> **Exercise description**
When a line of the entries contains "expected", please list that line.

> **Given records**
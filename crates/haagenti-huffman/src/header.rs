//! Header serialization.
//!
//! A compressed stream opens with a 32-bit magic number naming the header
//! format, followed by the header itself:
//!
//! - **Tree**: pre-order walk of the code tree. An internal node is a `0`
//!   bit followed by its left and right subtrees; a leaf is a `1` bit
//!   followed by its 9-bit symbol.
//! - **Counts**: the 256 byte counts as 32-bit values, from which the
//!   decoder rebuilds the same tree the encoder used.

use haagenti_core::{BitRead, BitWrite, Error, Result, Section};
use tracing::{debug, trace};

use crate::code::MAX_CODE_BITS;
use crate::frequency::FrequencyTable;
use crate::tree::{HuffNode, HuffmanTree};
use crate::{ALPH_SIZE, BITS_PER_INT, PSEUDO_EOF, SYMBOL_BITS, Symbol};

/// Write `magic` unless the stream already has content.
///
/// Segments appended to a non-empty stream share the first segment's magic.
/// Returns the number of bits written.
pub fn write_magic<W: BitWrite>(magic: u32, out: &mut W) -> Result<u64> {
    if out.bits_written() != 0 {
        trace!(bits = out.bits_written(), "stream not empty, skipping magic");
        return Ok(0);
    }
    out.write_bits(BITS_PER_INT, magic)?;
    Ok(BITS_PER_INT as u64)
}

/// Read the magic number and check it against `expected`.
///
/// Nothing beyond the first 32 bits is consumed.
pub fn read_magic<R: BitRead>(expected: u32, input: &mut R) -> Result<()> {
    match input.read_bits(BITS_PER_INT)? {
        Some(magic) if magic == expected => Ok(()),
        found => Err(Error::bad_magic(expected, found)),
    }
}

/// Serialize `tree` in pre-order. Returns the number of bits written.
pub fn write_tree<W: BitWrite>(tree: &HuffmanTree, out: &mut W) -> Result<u64> {
    let start = out.bits_written();
    write_node(tree.root(), out)?;
    let bits = out.bits_written() - start;
    debug!(bits, leaves = tree.leaf_count(), "wrote tree header");
    Ok(bits)
}

fn write_node<W: BitWrite>(node: &HuffNode, out: &mut W) -> Result<()> {
    match node {
        HuffNode::Leaf { symbol, .. } => {
            out.write_bits(1, 1)?;
            out.write_bits(SYMBOL_BITS, *symbol as u32)
        }
        HuffNode::Internal { left, right, .. } => {
            out.write_bits(1, 0)?;
            write_node(left, out)?;
            write_node(right, out)
        }
    }
}

/// Rebuild a tree written by [`write_tree`].
///
/// Weights are not part of the header; rebuilt nodes carry weight 0.
pub fn read_tree<R: BitRead>(input: &mut R) -> Result<HuffmanTree> {
    let root = read_node(input, 0)?;
    let tree = HuffmanTree::from_root(root);
    debug!(
        leaves = tree.leaf_count(),
        depth = tree.depth(),
        "read tree header"
    );
    Ok(tree)
}

fn read_node<R: BitRead>(input: &mut R, depth: usize) -> Result<HuffNode> {
    if depth > MAX_CODE_BITS {
        return Err(Error::corrupted_at(
            format!("tree deeper than {MAX_CODE_BITS} levels"),
            input.bits_read(),
        ));
    }

    let is_leaf = input
        .read_bit()?
        .ok_or_else(|| Error::truncated(Section::Header, input.bits_read()))?;

    if is_leaf {
        let symbol = input
            .read_bits(SYMBOL_BITS)?
            .ok_or_else(|| Error::truncated(Section::Header, input.bits_read()))?;
        if symbol > PSEUDO_EOF as u32 {
            return Err(Error::corrupted_at(
                format!("leaf symbol {symbol} out of range"),
                input.bits_read(),
            ));
        }
        return Ok(HuffNode::leaf(symbol as Symbol, 0));
    }

    let left = read_node(input, depth + 1)?;
    let right = read_node(input, depth + 1)?;
    Ok(HuffNode::merge(left, right))
}

/// Check that every count fits the 32-bit counts header.
pub fn check_counts(freq: &FrequencyTable) -> Result<()> {
    match freq.present().find(|&(_, count)| count > u32::MAX as u64) {
        Some((byte, count)) => Err(Error::unsupported(format!(
            "count {count} of byte {byte} exceeds the counts header limit"
        ))),
        None => Ok(()),
    }
}

/// Serialize the 256 byte counts. Returns the number of bits written.
///
/// Nothing is written if a count does not fit in 32 bits.
pub fn write_counts<W: BitWrite>(freq: &FrequencyTable, out: &mut W) -> Result<u64> {
    check_counts(freq)?;
    let start = out.bits_written();
    for &count in freq.counts() {
        out.write_bits(BITS_PER_INT, count as u32)?;
    }
    let bits = out.bits_written() - start;
    debug!(bits, distinct = freq.distinct(), "wrote counts header");
    Ok(bits)
}

/// Read counts written by [`write_counts`] and rebuild the encoder's tree.
pub fn read_counts<R: BitRead>(input: &mut R) -> Result<HuffmanTree> {
    let mut counts = [0u64; ALPH_SIZE];
    for count in counts.iter_mut() {
        *count = input
            .read_bits(BITS_PER_INT)?
            .ok_or_else(|| Error::truncated(Section::Header, input.bits_read()))?
            as u64;
    }
    let freq = FrequencyTable::from_counts(counts);
    debug!(distinct = freq.distinct(), "read counts header");
    Ok(HuffmanTree::from_frequencies(&freq))
}

#[cfg(test)]
mod tests {
    use std::io::Cursor;

    use haagenti_core::{BitReader, BitWriter};

    use super::*;
    use crate::code::CodeTable;
    use crate::{HUFF_COUNTS, HUFF_TREE};

    fn serialize_tree(tree: &HuffmanTree) -> Vec<u8> {
        let mut writer = BitWriter::new(Vec::new());
        write_tree(tree, &mut writer).unwrap();
        writer.finish().unwrap()
    }

    #[test]
    fn test_lone_leaf_header_bits() {
        let tree = HuffmanTree::from_frequencies(&FrequencyTable::default());
        let mut writer = BitWriter::new(Vec::new());
        assert_eq!(write_tree(&tree, &mut writer).unwrap(), 10);
        // 1 then 100000000 (256), padded
        assert_eq!(writer.finish().unwrap(), vec![0b1100_0000, 0b0000_0000]);
    }

    #[test]
    fn test_tree_header_bit_layout() {
        // ((B, END), A)
        let tree = HuffmanTree::from_frequencies(&FrequencyTable::from_bytes(b"AAAB"));
        let mut writer = BitWriter::new(Vec::new());
        let bits = write_tree(&tree, &mut writer).unwrap();
        // 2 internal nodes + 3 leaves * 10 bits
        assert_eq!(bits, 32);

        let data = writer.finish().unwrap();
        let mut reader = BitReader::new(Cursor::new(data));
        assert_eq!(reader.read_bits(2).unwrap(), Some(0b00));
        assert_eq!(reader.read_bits(10).unwrap(), Some((1 << 9) | b'B' as u32));
        assert_eq!(reader.read_bits(10).unwrap(), Some((1 << 9) | 256));
        assert_eq!(reader.read_bits(10).unwrap(), Some((1 << 9) | b'A' as u32));
    }

    #[test]
    fn test_tree_roundtrip_preserves_codes() {
        let data = b"it was the best of times, it was the worst of times";
        let tree = HuffmanTree::from_frequencies(&FrequencyTable::from_bytes(data));

        let bytes = serialize_tree(&tree);
        let mut reader = BitReader::new(Cursor::new(bytes));
        let rebuilt = read_tree(&mut reader).unwrap();

        assert!(tree.same_shape(&rebuilt));
        assert_eq!(tree.symbols(), rebuilt.symbols());
        assert_eq!(
            CodeTable::from_tree(&tree).unwrap(),
            CodeTable::from_tree(&rebuilt).unwrap()
        );
    }

    #[test]
    fn test_read_magic() {
        let mut writer = BitWriter::new(Vec::new());
        writer.write_bits(32, HUFF_TREE).unwrap();
        let data = writer.finish().unwrap();

        let mut reader = BitReader::new(Cursor::new(data.clone()));
        read_magic(HUFF_TREE, &mut reader).unwrap();

        let mut reader = BitReader::new(Cursor::new(data));
        let err = read_magic(HUFF_COUNTS, &mut reader).unwrap_err();
        assert!(matches!(
            err,
            Error::BadMagic {
                expected: HUFF_COUNTS,
                found: Some(HUFF_TREE)
            }
        ));
        assert_eq!(reader.bits_read(), 32);
    }

    #[test]
    fn test_read_magic_short_stream() {
        let mut reader = BitReader::new(Cursor::new(vec![0xfa, 0xce]));
        let err = read_magic(HUFF_TREE, &mut reader).unwrap_err();
        assert!(matches!(err, Error::BadMagic { found: None, .. }));
    }

    #[test]
    fn test_magic_skipped_on_non_empty_stream() {
        let mut writer = BitWriter::new(Vec::new());
        assert_eq!(write_magic(HUFF_TREE, &mut writer).unwrap(), 32);
        assert_eq!(write_magic(HUFF_TREE, &mut writer).unwrap(), 0);
        assert_eq!(writer.bits_written(), 32);
    }

    #[test]
    fn test_truncated_tree() {
        let tree = HuffmanTree::from_frequencies(&FrequencyTable::from_bytes(b"abcdef"));
        let mut bytes = serialize_tree(&tree);
        bytes.truncate(bytes.len() / 2);

        let mut reader = BitReader::new(Cursor::new(bytes));
        let err = read_tree(&mut reader).unwrap_err();
        assert!(matches!(
            err,
            Error::Truncated {
                section: Section::Header,
                ..
            }
        ));
    }

    #[test]
    fn test_leaf_symbol_out_of_range() {
        let mut writer = BitWriter::new(Vec::new());
        writer.write_bits(1, 1).unwrap();
        writer.write_bits(9, 300).unwrap();
        let data = writer.finish().unwrap();

        let mut reader = BitReader::new(Cursor::new(data));
        let err = read_tree(&mut reader).unwrap_err();
        assert!(matches!(err, Error::CorruptedData { .. }));
    }

    #[test]
    fn test_degenerate_depth_rejected() {
        // A left spine of zero bits never reaches a leaf
        let data = vec![0u8; 64];
        let mut reader = BitReader::new(Cursor::new(data));
        let err = read_tree(&mut reader).unwrap_err();
        assert!(matches!(err, Error::CorruptedData { .. }));
    }

    /// Left spine of `depth` internal nodes ending in the end marker.
    fn spine(depth: usize) -> HuffmanTree {
        let mut node = HuffNode::leaf(PSEUDO_EOF, 1);
        for _ in 0..depth {
            node = HuffNode::merge(node, HuffNode::leaf(b'z' as Symbol, 1));
        }
        HuffmanTree::from_root(node)
    }

    #[test]
    fn test_deepest_tree_roundtrip() {
        let tree = spine(MAX_CODE_BITS);
        let mut reader = BitReader::new(Cursor::new(serialize_tree(&tree)));
        let rebuilt = read_tree(&mut reader).unwrap();
        assert_eq!(rebuilt.depth(), MAX_CODE_BITS);
        assert!(tree.same_shape(&rebuilt));
    }

    #[test]
    fn test_too_deep_tree_rejected() {
        for depth in [MAX_CODE_BITS + 1, 200] {
            let mut reader = BitReader::new(Cursor::new(serialize_tree(&spine(depth))));
            let err = read_tree(&mut reader).unwrap_err();
            assert!(matches!(err, Error::CorruptedData { .. }), "depth {depth}");
        }
    }

    #[test]
    fn test_counts_roundtrip_rebuilds_same_tree() {
        let freq = FrequencyTable::from_bytes(b"mississippi river");
        let tree = HuffmanTree::from_frequencies(&freq);

        let mut writer = BitWriter::new(Vec::new());
        assert_eq!(write_counts(&freq, &mut writer).unwrap(), 256 * 32);
        let data = writer.finish().unwrap();

        let mut reader = BitReader::new(Cursor::new(data));
        let rebuilt = read_counts(&mut reader).unwrap();
        assert_eq!(tree, rebuilt);
    }

    #[test]
    fn test_counts_too_large() {
        let mut counts = [0u64; ALPH_SIZE];
        counts[7] = u32::MAX as u64 + 1;
        let freq = FrequencyTable::from_counts(counts);

        assert!(matches!(check_counts(&freq), Err(Error::Unsupported(_))));

        let mut writer = BitWriter::new(Vec::new());
        let err = write_counts(&freq, &mut writer).unwrap_err();
        assert!(matches!(err, Error::Unsupported(_)));
        assert_eq!(writer.bits_written(), 0);
    }
}
//! Error types for the gridsnap-core library.
//!
//! The geometry engine defines exactly one error of its own,
//! [`AppError::InvalidBounds`]. The remaining variants cover the ambient
//! concerns around it: configuration, the overlay window, and settings I/O.
//!
//! Failures of the window-manager sink are deliberately absent. A sink never
//! reports back into the core; see [`crate::sink::Sink`].

use thiserror::Error;

/// Errors that can occur within the gridsnap-core library.
#[derive(Error, Debug)]
pub enum AppError {
    /// The surface to snap against has a zero, negative or NaN extent.
    #[error("Invalid bounds: {w}x{h} (width and height must be positive)")]
    InvalidBounds {
        /// Width of the rejected bounds.
        w: f32,
        /// Height of the rejected bounds.
        h: f32,
    },

    /// Configuration-related errors (unknown sink, empty paths).
    #[error("Configuration error: {0}")]
    Config(String),

    /// UI-related errors (viewport creation, event loop).
    #[error("UI error: {0}")]
    Ui(String),

    /// Standard I/O error.
    #[error("IO error: {0}")]
    Io(#[from] std::io::Error),

    /// JSON serialization/deserialization error.
    #[error("JSON error: {0}")]
    Json(#[from] serde_json::Error),
}

impl AppError {
    /// Creates a configuration error with the given message.
    pub fn config(msg: impl Into<String>) -> Self {
        Self::Config(msg.into())
    }

    /// Creates a UI error with the given message.
    pub fn ui(msg: impl Into<String>) -> Self {
        Self::Ui(msg.into())
    }

    /// Returns true for [`AppError::InvalidBounds`].
    pub fn is_invalid_bounds(&self) -> bool {
        matches!(self, Self::InvalidBounds { .. })
    }
}

/// A convenient alias for Result with [`AppError`].
pub type Result<T> = std::result::Result<T, AppError>;
//! The drag-to-snap overlay.
//!
//! A thin eframe shell around [`crate::session::Session`]:
//! - [`selection`]: egui input to session inputs, and the overlay surface
//! - [`rendering`]: dimmed background, grid lines, selection and preview
//! - [`settings`]: persisted appearance preferences
//! - [`overlay`]: the `eframe::App` and its launcher
//!
//! # Usage
//!
//! ```ignore
//! use gridsnap_core::{sink::HyprctlSink, ui};
//!
//! match ui::run_overlay(Box::new(HyprctlSink::default()), false)? {
//!     Some(outcome) => println!("{:?}", outcome),
//!     None => println!("closed without a drag"),
//! }
//! ```

mod overlay;
mod rendering;
mod selection;
mod settings;

pub use overlay::SnapOverlay;
pub use settings::Settings;

use crate::error::Result;
use crate::session::Outcome;
use crate::sink::Sink;

/// Shows the overlay until a drag finishes (or, with `keep_open`, until the
/// user presses Escape while idle).
///
/// # Returns
/// - `Ok(Some(outcome))` - how the last drag cycle ended
/// - `Ok(None)` - the overlay was closed without finishing a drag
/// - `Err(e)` - the overlay could not be opened
pub fn run_overlay(sink: Box<dyn Sink>, keep_open: bool) -> Result<Option<Outcome>> {
    overlay::run(sink, keep_open)
}
use std::env;
use crate::error::{AppError, Result};
use crate::sink::SinkKind;
use dotenvy::dotenv;

/// Environment variable selecting the sink (`hyprctl` or `print`).
pub const ENV_SINK: &str = "GRIDSNAP_SINK";
/// Environment variable overriding the `hyprctl` binary.
pub const ENV_HYPRCTL: &str = "GRIDSNAP_HYPRCTL";
/// Environment variable keeping the overlay open after a placement.
pub const ENV_KEEP_OPEN: &str = "GRIDSNAP_KEEP_OPEN";

const DEFAULT_HYPRCTL: &str = "hyprctl";

#[derive(Clone, Debug, PartialEq)]
pub struct Config {
    pub sink: SinkKind,
    pub hyprctl_path: String,
    /// Accept further drags instead of closing after the first placement.
    pub keep_open: bool,
}

impl Config {
    pub fn load() -> Result<Self> {
        // Load .env file if it exists, ignore if it doesn't
        let _ = dotenv();

        let sink = match env::var(ENV_SINK) {
            Ok(v) => v.parse()?,
            Err(_) => SinkKind::default(),
        };

        let hyprctl_path = env::var(ENV_HYPRCTL)
            .unwrap_or_else(|_| DEFAULT_HYPRCTL.to_string());

        let keep_open = env::var(ENV_KEEP_OPEN)
            .map(|v| parse_flag(&v))
            .unwrap_or(false);

        Self::builder()
            .with_sink(sink)
            .with_hyprctl_path(hyprctl_path)
            .with_keep_open(keep_open)
            .build()
    }

    pub fn builder() -> ConfigBuilder {
        ConfigBuilder::default()
    }
}

impl Default for Config {
    fn default() -> Self {
        Self {
            sink: SinkKind::default(),
            hyprctl_path: DEFAULT_HYPRCTL.to_string(),
            keep_open: false,
        }
    }
}

/// Interprets common truthy spellings; everything else is false.
pub fn parse_flag(value: &str) -> bool {
    matches!(
        value.trim().to_ascii_lowercase().as_str(),
        "1" | "true" | "yes" | "on"
    )
}

/// Programmatic overrides on top of the defaults.
#[derive(Clone, Debug, Default)]
pub struct ConfigBuilder {
    sink: Option<SinkKind>,
    hyprctl_path: Option<String>,
    keep_open: Option<bool>,
}

impl ConfigBuilder {
    pub fn with_sink(mut self, sink: SinkKind) -> Self {
        self.sink = Some(sink);
        self
    }

    pub fn with_hyprctl_path(mut self, path: impl Into<String>) -> Self {
        self.hyprctl_path = Some(path.into());
        self
    }

    pub fn with_keep_open(mut self, keep_open: bool) -> Self {
        self.keep_open = Some(keep_open);
        self
    }

    pub fn build(self) -> Result<Config> {
        let defaults = Config::default();
        let hyprctl_path = self.hyprctl_path.unwrap_or(defaults.hyprctl_path);
        if hyprctl_path.trim().is_empty() {
            return Err(AppError::config("hyprctl path must not be empty"));
        }
        Ok(Config {
            sink: self.sink.unwrap_or(defaults.sink),
            hyprctl_path,
            keep_open: self.keep_open.unwrap_or(defaults.keep_open),
        })
    }
}

#[cfg(test)]
mod tests {
    use super::*;

    #[test]
    fn builder_defaults() {
        let config = Config::builder().build().unwrap();
        assert_eq!(config, Config::default());
        assert_eq!(config.hyprctl_path, "hyprctl");
    }

    #[test]
    fn builder_overrides() {
        let config = Config::builder()
            .with_sink(SinkKind::Print)
            .with_hyprctl_path("/usr/local/bin/hyprctl")
            .with_keep_open(true)
            .build()
            .unwrap();
        assert_eq!(config.sink, SinkKind::Print);
        assert_eq!(config.hyprctl_path, "/usr/local/bin/hyprctl");
        assert!(config.keep_open);
    }

    #[test]
    fn empty_path_is_config_error() {
        let err = Config::builder().with_hyprctl_path("  ").build().unwrap_err();
        assert!(matches!(err, AppError::Config(_)));
    }

    #[test]
    fn flags() {
        assert!(parse_flag("1"));
        assert!(parse_flag(" TRUE "));
        assert!(parse_flag("yes"));
        assert!(!parse_flag("0"));
        assert!(!parse_flag(""));
    }
}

> **Response to the exercise**
/// Read the magic number and check it against `expected`.
pub fn read_magic<R: BitRead>(expected: u32, input: &mut R) -> Result<()> {
        Some(magic) if magic == expected => Ok(()),
        found => Err(Error::bad_magic(expected, found)),
                expected: HUFF_COUNTS,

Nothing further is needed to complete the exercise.